Sonraki dönemlerde 492-496 yılları arasında papalık yapan 1.Gelasius bu öğretiyi bir adım ileri taşıyarak kilise lehine çevirmiş ve imparatorun kilisenin efendisi değil çocuğu olduğunu belirterek devlet- kilise ilişkilerinde kiliseyi piramidin üstüne taşımıştır. Papaların imparatorlara taç giydirmesi, kilisenin devletler üstü bir güç haline gelmesi bu yaklaşım değişikliğinden sonra gerçekleşmiştir. İktidar gücünün sahibinin Tanrı olması ve kilisenin Tanrı'yı temsil eden bir kurum olmasından hareketle Tanrı'ya ait olan iktidarın onun yeryüzünde ki temsilcisi kilise tarafından kullanılması gerektiği fikrine dayanan bu görüş, kralları Kilisenin bir memuru haline getirmiştir. Batı dünyası, zamanla bu kilise dini ile Hıristiyanlığı özdeşleştirmiş, tepkilerini kilise ile birlikte Hıristiyanlığa da yöneltmiş, ondan kurtulmaya çalışırken büsbütün dinden de uzaklaşmıştır.

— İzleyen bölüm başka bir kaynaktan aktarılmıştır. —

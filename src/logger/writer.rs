//! Log writer module
//!
//! Thread-safe log writing to files or stdout/stderr. Targets are fixed at
//! initialization; when `init` has not been called (unit tests, early
//! startup) callers fall back to stdout/stderr.

use std::fs::{File, OpenOptions};
use std::io::{self, Write};
use std::path::Path;
use std::sync::{Mutex, OnceLock};

/// Global log writer instance
static LOG_WRITER: OnceLock<LogWriter> = OnceLock::new();

/// Log output target
enum LogTarget {
    Stdout,
    Stderr,
    File(Mutex<File>),
}

/// Thread-safe log writer
pub struct LogWriter {
    /// Access/info log target
    access: LogTarget,
    /// Error log target
    error: LogTarget,
}

impl LogWriter {
    /// Create a new log writer with optional file paths
    fn new(access_log_file: Option<&str>, error_log_file: Option<&str>) -> io::Result<Self> {
        let access = match access_log_file {
            Some(path) => LogTarget::File(Mutex::new(open_log_file(path)?)),
            None => LogTarget::Stdout,
        };

        let error = match error_log_file {
            Some(path) => LogTarget::File(Mutex::new(open_log_file(path)?)),
            None => LogTarget::Stderr,
        };

        Ok(Self { access, error })
    }

    /// Write to access log
    pub fn write_access(&self, message: &str) {
        write_to_target(&self.access, message);
    }

    /// Write to error log
    pub fn write_error(&self, message: &str) {
        write_to_target(&self.error, message);
    }

    /// Write info message (to access log target)
    pub fn write_info(&self, message: &str) {
        write_to_target(&self.access, message);
    }
}

/// Open or create a log file for appending
fn open_log_file(path: &str) -> io::Result<File> {
    if let Some(parent) = Path::new(path).parent() {
        if !parent.as_os_str().is_empty() {
            std::fs::create_dir_all(parent)?;
        }
    }

    OpenOptions::new().create(true).append(true).open(path)
}

/// Write message to log target
fn write_to_target(target: &LogTarget, message: &str) {
    match target {
        LogTarget::Stdout => println!("{message}"),
        LogTarget::Stderr => eprintln!("{message}"),
        LogTarget::File(file) => {
            if let Ok(mut f) = file.lock() {
                let _ = writeln!(f, "{message}");
            }
        }
    }
}

/// Initialize the global log writer
///
/// This should be called once at application startup.
/// Returns error if log files cannot be opened.
pub fn init(access_log_file: Option<&str>, error_log_file: Option<&str>) -> io::Result<()> {
    let writer = LogWriter::new(access_log_file, error_log_file)?;
    LOG_WRITER.set(writer).map_err(|_| {
        io::Error::new(
            io::ErrorKind::AlreadyExists,
            "Log writer already initialized",
        )
    })
}

/// Get the global log writer
///
/// Panics if `init()` has not been called.
pub fn get() -> &'static LogWriter {
    LOG_WRITER
        .get()
        .expect("Log writer not initialized. Call logger::init() first.")
}

/// Check if the log writer has been initialized
pub fn is_initialized() -> bool {
    LOG_WRITER.get().is_some()
}
// Configuration types module
// Defines all configuration-related data structures

use serde::Deserialize;

/// Main configuration structure
#[derive(Debug, Deserialize, Clone)]
pub struct Config {
    pub server: ServerConfig,
    pub logging: LoggingConfig,
    pub performance: PerformanceConfig,
    pub http: HttpConfig,
}

/// Server configuration
#[derive(Debug, Deserialize, Clone)]
pub struct ServerConfig {
    pub host: String,
    pub port: u16,
    pub workers: Option<usize>,
}

/// Logging configuration
#[derive(Debug, Deserialize, Clone)]
pub struct LoggingConfig {
    pub level: String,
    pub access_log: bool,
    /// Access log format (combined or json)
    #[serde(default = "default_access_log_format")]
    pub access_log_format: String,
    /// Access log file path (optional, stdout if not set)
    #[serde(default)]
    pub access_log_file: Option<String>,
    /// Error log file path (optional, stderr if not set)
    #[serde(default)]
    pub error_log_file: Option<String>,
}

#[allow(clippy::missing_const_for_fn)]
fn default_access_log_format() -> String {
    "combined".to_string()
}

/// Performance configuration
#[derive(Debug, Deserialize, Clone)]
pub struct PerformanceConfig {
    pub keep_alive_timeout: u64,
    pub read_timeout: u64,
    pub write_timeout: u64,
    pub max_connections: Option<u64>,
}

/// HTTP configuration
#[derive(Debug, Deserialize, Clone)]
pub struct HttpConfig {
    pub server_name: String,
}

impl Default for Config {
    /// Defaults mirroring `Config::load_from`, so tests can construct state
    /// without touching the filesystem or environment.
    fn default() -> Self {
        Self {
            server: ServerConfig {
                host: "127.0.0.1".to_string(),
                port: 8080,
                workers: None,
            },
            logging: LoggingConfig {
                level: "info".to_string(),
                access_log: true,
                access_log_format: default_access_log_format(),
                access_log_file: None,
                error_log_file: None,
            },
            performance: PerformanceConfig {
                keep_alive_timeout: 75,
                read_timeout: 30,
                write_timeout: 30,
                max_connections: None,
            },
            http: HttpConfig {
                server_name: "query-echo/0.1".to_string(),
            },
        }
    }
}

İslam dünyası dinin siyasete alet edilmesini ilk olarak Emevilerle tanımıştır. Bu dönemde din siyaseti belirleyen bir mekanizma olmaktan çok, iktidarda olanların konumunu pekiştiren bir mekanizma olarak kullanılmış, öyle ki sultanları Allah'ın yeryüzündeki gölgesi olarak gören bir anlayış ortaya çıkmıştır. Hatta Taberani, bu minvalde bir hadis de nakletmektedir. Sultanlar Allah'ın yeryüzünde gölgesi olarak kabul edilince onlara itiraz etmek, icraatlarına karşı gelmek de imkansızlaşmakta, beşeri olan ilahi hüviyete büründüğü için her türlü muhalefet din karşıtı olarak kodlanabilmektedir.

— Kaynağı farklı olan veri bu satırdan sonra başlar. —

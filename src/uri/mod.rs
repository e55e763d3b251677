// URI construction module
// Client-side URI building and component percent-encoding

pub mod builder;
pub mod encode;

pub use builder::{UriBuildError, UriBuilder};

İbni Haldun, din bağının her türlü asabiyeden daha güçlü olduğunu savunur. Siyasetçileri din istismarına iten de budur; dinin bağlayıcı gücünden yararlanarak kitleleri kendi yanlarında tutmak. Haldun'a göre üç çeşit siyaset biçimi vardır: akli siyaset, medeni siyaset, dini siyaset. Akli siyaseti ikiye ayıran İbni Haldun, İslam dünyasında ve diğer ülkelerde uygulanan siyasetin şiddet ve cebre dayalı olan ve kamu yararının, hükümdarın çıkarına endekslendiği model olduğunu söyler. Din de bu modelin oluşturacağı yakınmaları, şikayetleri ortadan kaldırmak, iktidarı tehdit edecek bir noktaya varmasını engellemek için kullanılan bir susturucudur. Zira, yönetim yetkisini tanrıdan alan bir kişi eleştirilemez, liyakati tartışılamaz, yetkisini tanrıdan aldığı için de alaşağı edilemez. Topluma doğrusunu yanlışını sineye çekmek kalır. Bunun en kötü sonuçlarından biri, tıpkı Hıristiyan dünyasında olduğu gibi İslam dünyasında da yönetenlerin icraatlarının İslam'la özdeşleştirilmesi ve tepkilerin İslam'a yönelmesidir.Kilise dini Hıristiyanlığı bitirirken, siyasal İslamcılığın da İslam'ı zayıflatma, dini değerlere olan güveni sarsma riski vardır.Oysa Kuran-ı Kerim'de Müslüman bir topluluğun yönetenlere itaati, onların Allah ve Resulünün emir ve yasaklarına uymalarına bağlanmıştır. Bu yönüyle İslam, yönetenleri yönetilenlerin denetimine tabi tutmuş, adalet, doğruluk, iyilikle hükmetme ve danışma gibi prensipler getirmiştir.
Not: Bu makalede Yıldırım Torun'un Orion Yayınları arasında çıkan Din ve Siyaset İlişkisi isimli kitabından yararlanılmıştır.